U of T’s team in the Gale Cup, Vlad Calina, Mark Coombes, Max Mandel, and Ashvin Singh were equally impressive.  The competitors balanced the values of religious freedom and trial fairness in case involving a Muslim witness’ desire to testify with her face covered by a niqab.  U of T narrowly missed out on the finals, taking the award for the best English team not to make the finals.  Our team was uniformly praised by the judges, and Vlad Calina won a Dickson medal for best oralist.  The Gale Team was advised by Karen Bellinger and Michael Dineen, and Meghan Bridges and Louis Tsilivis served as student coaches.

Jen Bernardo and Christie Campbell were fantastic at the Arnup Cup trial advocacy competition, finishing second.  The trial was for a charge of criminal negligence causing death.  Coached by Rob Centa and Jonathan Shime, Jen and Christie are now qualified to go on to the Sopinka Cup competition in Ottawa on March 14 and 15.  One of their proud coaches said that they argued as if they were lawyers who had been doing trials for ten years.  
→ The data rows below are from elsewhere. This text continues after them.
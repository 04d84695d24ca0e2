//! Quiz settings file.
//!
//! ```yaml
//! decimal_places: 1
//! default_family: temperature
//! ```
//!
//! Every key is optional. [`DECIMAL_PLACES_ENV`] overrides `decimal_places`.

use cq_core::check_decimal_places;
use cq_quiz::{DEFAULT_DECIMAL_PLACES, VerdictController};
use cq_units::{ConversionFamily, UnitConverter};
use serde::{Deserialize, Serialize};
use std::path::Path;

use crate::error::{AppError, AppResult};

/// Environment variable that overrides the comparison precision.
pub const DECIMAL_PLACES_ENV: &str = "CQ_DECIMAL_PLACES";

#[derive(Debug, Clone, Copy, PartialEq, Eq, Serialize, Deserialize)]
#[serde(default, deny_unknown_fields)]
pub struct QuizSettings {
    /// Decimal places both answers are rounded to before comparing.
    pub decimal_places: usize,
    /// Family a new attempt starts in.
    pub default_family: ConversionFamily,
}

impl Default for QuizSettings {
    fn default() -> Self {
        Self {
            decimal_places: DEFAULT_DECIMAL_PLACES,
            default_family: ConversionFamily::default(),
        }
    }
}

impl QuizSettings {
    /// Load settings from a YAML file and validate them.
    pub fn load(path: &Path) -> AppResult<Self> {
        let content = std::fs::read_to_string(path).map_err(|e| AppError::FileRead {
            path: path.to_path_buf(),
            source: e,
        })?;
        let settings = Self::from_yaml_str(&content)?;
        tracing::debug!(path = %path.display(), ?settings, "loaded quiz settings");
        Ok(settings)
    }

    pub fn from_yaml_str(content: &str) -> AppResult<Self> {
        // an empty document means "all defaults"
        if content.trim().is_empty() {
            return Ok(Self::default());
        }
        let settings: Self = serde_yaml::from_str(content)?;
        settings.validate()?;
        Ok(settings)
    }

    pub fn validate(&self) -> AppResult<()> {
        check_decimal_places(self.decimal_places)?;
        Ok(())
    }

    /// Apply [`DECIMAL_PLACES_ENV`] if it is set.
    pub fn with_env_overrides(self) -> AppResult<Self> {
        let raw = std::env::var(DECIMAL_PLACES_ENV).ok();
        self.with_decimal_places_override(raw.as_deref())
    }

    /// Apply a raw decimal places override; `None` keeps the current value.
    pub fn with_decimal_places_override(mut self, raw: Option<&str>) -> AppResult<Self> {
        let Some(raw) = raw else {
            return Ok(self);
        };
        let places: usize = raw.trim().parse().map_err(|_| {
            AppError::Settings(format!(
                "{DECIMAL_PLACES_ENV} must be a non-negative integer, got '{raw}'"
            ))
        })?;
        self.decimal_places = check_decimal_places(places)?;
        Ok(self)
    }

    /// Controller with these settings; its attempt starts, and clears back to,
    /// a blank one in the default family.
    pub fn controller<C: UnitConverter>(&self, converter: C) -> VerdictController<C> {
        VerdictController::new(converter)
            .with_decimal_places(self.decimal_places)
            .with_default_family(self.default_family)
    }
}

#[cfg(test)]
mod tests {
    use super::*;
    use cq_quiz::QuizAttempt;
    use cq_units::UomConverter;

    #[test]
    fn defaults() {
        let settings = QuizSettings::default();
        assert_eq!(settings.decimal_places, 1);
        assert_eq!(settings.default_family, ConversionFamily::Temperature);
        assert_eq!(QuizSettings::from_yaml_str("").unwrap(), settings);
    }

    #[test]
    fn partial_yaml_keeps_defaults() {
        let settings = QuizSettings::from_yaml_str("default_family: volume\n").unwrap();
        assert_eq!(settings.decimal_places, 1);
        assert_eq!(settings.default_family, ConversionFamily::Volume);
    }

    #[test]
    fn rejects_out_of_range_precision() {
        let err = QuizSettings::from_yaml_str("decimal_places: 101\n").unwrap_err();
        assert!(matches!(
            err,
            AppError::Core(cq_core::CoreError::DecimalPlaces { places: 101, .. })
        ));
    }

    #[test]
    fn rejects_unknown_keys() {
        let err = QuizSettings::from_yaml_str("tolerance: 0.1\n").unwrap_err();
        assert!(matches!(err, AppError::Yaml(_)));
    }

    #[test]
    fn decimal_override() {
        let base = QuizSettings::default();
        assert_eq!(base.with_decimal_places_override(None).unwrap(), base);
        assert_eq!(
            base.with_decimal_places_override(Some(" 3 "))
                .unwrap()
                .decimal_places,
            3
        );
        assert!(base.with_decimal_places_override(Some("two")).is_err());
        assert!(base.with_decimal_places_override(Some("-1")).is_err());
        assert!(base.with_decimal_places_override(Some("500")).is_err());
    }

    #[test]
    fn controller_uses_settings() {
        let settings = QuizSettings {
            decimal_places: 2,
            default_family: ConversionFamily::Volume,
        };
        let controller = settings.controller(UomConverter);
        assert_eq!(controller.decimal_places(), 2);
        assert_eq!(
            controller.attempt().conversion_family,
            ConversionFamily::Volume
        );
    }

    #[test]
    fn clear_keeps_configured_family() {
        let settings = QuizSettings {
            decimal_places: 1,
            default_family: ConversionFamily::Volume,
        };
        let mut controller = settings.controller(UomConverter);
        controller.set_input_value("10");
        controller.set_input_unit("cup");
        controller.set_target_unit("gallon");
        controller.set_student_answer("0.6");
        controller.check_answer().unwrap();

        controller.clear();
        assert_eq!(
            controller.attempt(),
            &QuizAttempt::new(ConversionFamily::Volume)
        );
        assert_eq!(controller.verdict(), None);
    }
}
Jacob Brown and David Kumagai gave strong performances at the National Labour Arbitration Competition.  Coached by adjunct faculty advisor Laura Trachuk, and student coaches Leora Jackson and Allyson Lee, Jacob and David argued both the management and union sides of two grievances about discrimination on the basis of family status.  Judges praised them for their “unflappable” ability to answer tough questions, with the highest compliments coming from a long-time arbitrator who appreciated their well-thought-out arguments and poise under pressure.